Activist Greta Thunberg Speaks to the Protesters
16-year-old climate change activist, Greta Thunberg, was greeted with chants of "we love you!" as she rose to speak on the stage in front of thousands at the Extinction Rebellion rally in Marble Arch.
“I come from Sweden and back there its almost the same problem as here, as everywhere, that nothing is being done to stop an ecological crisis despite all the beautiful words and promises,” she told the crowd.
“We are now facing an existential crisis, the climate crisis and ecological crisis which have never been treated as crises before, they have been ignored for decades.
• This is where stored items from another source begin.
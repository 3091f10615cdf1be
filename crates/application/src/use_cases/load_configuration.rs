//! Load Configuration Use Case
//!
//! Reads the `KEY=VALUE` configuration file. When it is missing, the
//! template next to it is copied into place first. Values that cannot be
//! used fall back to defaults with a warning; only a missing file with no
//! template is fatal.

use std::path::PathBuf;
use std::sync::Arc;

use authprobe_domain::EnvFile;
use authprobe_domain::ProbeConfig;
use authprobe_domain::config::ConfigWarning;
use thiserror::Error;
use tracing::{info, warn};

use crate::ports::{FileSystem, FileSystemError};

/// Errors that stop configuration loading.
#[derive(Debug, Error)]
pub enum ConfigError {
    /// Neither the file nor its template exists.
    #[error("configuration file {primary} not found and no template at {template}")]
    Missing {
        /// Expected configuration file
        primary: PathBuf,
        /// Template that would have been copied
        template: PathBuf,
    },

    /// The template exists but could not be copied.
    #[error("failed to create {path} from template: {source}")]
    TemplateCopy {
        /// Destination path
        path: PathBuf,
        /// Underlying error
        #[source]
        source: FileSystemError,
    },

    /// The file exists but could not be read.
    #[error("failed to read {path}: {source}")]
    Read {
        /// File path
        path: PathBuf,
        /// Underlying error
        #[source]
        source: FileSystemError,
    },
}

/// Where configuration comes from.
#[derive(Debug, Clone, PartialEq, Eq)]
pub struct ConfigSource {
    /// Configuration file, conventionally `.env`
    pub primary: PathBuf,
    /// Template copied into place when the file is missing
    pub template: PathBuf,
    /// Values that take precedence over the file, such as CLI flags
    pub overrides: EnvFile,
}

impl ConfigSource {
    /// Creates a source from the two paths.
    #[must_use]
    pub fn new(primary: impl Into<PathBuf>, template: impl Into<PathBuf>) -> Self {
        Self {
            primary: primary.into(),
            template: template.into(),
            overrides: EnvFile::new(),
        }
    }

    /// Sets values that override the file.
    #[must_use]
    pub fn with_overrides(mut self, overrides: EnvFile) -> Self {
        self.overrides = overrides;
        self
    }
}

impl Default for ConfigSource {
    fn default() -> Self {
        Self::new(".env", ".env.example")
    }
}

/// Outcome of a successful load.
#[derive(Debug, Clone)]
pub struct LoadedConfiguration {
    /// Raw key/value pairs, for CLI overrides
    pub env: EnvFile,
    /// Resolved configuration
    pub config: ProbeConfig,
    /// Values replaced by defaults
    pub warnings: Vec<ConfigWarning>,
    /// True if the file was created from the template
    pub created_from_template: bool,
}

/// Use case for loading the probe configuration.
pub struct LoadConfiguration<F: FileSystem> {
    fs: Arc<F>,
}

impl<F: FileSystem> LoadConfiguration<F> {
    /// Creates the use case over a file system.
    pub const fn new(fs: Arc<F>) -> Self {
        Self { fs }
    }

    /// Loads and resolves the configuration.
    ///
    /// # Errors
    ///
    /// Returns `ConfigError::Missing` if neither file exists, or an I/O
    /// variant if a file exists but cannot be read or copied.
    pub async fn execute(&self, source: &ConfigSource) -> Result<LoadedConfiguration, ConfigError> {
        let created_from_template = self.ensure_primary(source).await?;

        let contents = self
            .fs
            .read_file_string(&source.primary)
            .await
            .map_err(|source_err| ConfigError::Read {
                path: source.primary.clone(),
                source: source_err,
            })?;

        let mut env = EnvFile::parse(&contents);
        env.merge(&source.overrides);
        let (config, warnings) = ProbeConfig::from_env(&env);

        for warning in &warnings {
            warn!(
                key = %warning.key,
                value = %warning.value,
                reason = %warning.reason,
                "ignoring configuration value, using default"
            );
        }
        info!(
            path = %source.primary.display(),
            keys = env.len(),
            "configuration loaded"
        );

        Ok(LoadedConfiguration {
            env,
            config,
            warnings,
            created_from_template,
        })
    }

    async fn ensure_primary(&self, source: &ConfigSource) -> Result<bool, ConfigError> {
        if self.fs.exists(&source.primary).await {
            return Ok(false);
        }
        if !self.fs.exists(&source.template).await {
            return Err(ConfigError::Missing {
                primary: source.primary.clone(),
                template: source.template.clone(),
            });
        }

        info!(
            from = %source.template.display(),
            to = %source.primary.display(),
            "configuration file missing, copying template"
        );
        self.fs
            .copy_file(&source.template, &source.primary)
            .await
            .map_err(|e| ConfigError::TemplateCopy {
                path: source.primary.clone(),
                source: e,
            })?;
        Ok(true)
    }
}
For way too long the politicians and people in power have got away with not doing anything at all to fight the climate crisis and ecological crisis. But we will make sure they will not get away with it any longer.”Greta Thunberg
What is the Rebellion?
Extinction Rebellion aims at a non-violent civil disobedience movement to get UK’s lawmakers to pay some serious attention to the global climate breakdown.
The team started the protest on 15 April, by stopping the traffic at Oxford Circus of Marble Arch, Waterloo Bridge and then, by gathering near the area around the very busy Parliament Square.
Roger Hallam, a founding member of the Extinction Rebellion movement, on Monday said that this event had been the biggest civil disobedience event in the recent history of Britain. He also said that the number of protesters getting arrested surpassed that of the anti-nuclear protests at Upper Heyford in 1982 (752) and at the poll tax riots in 1990 (339).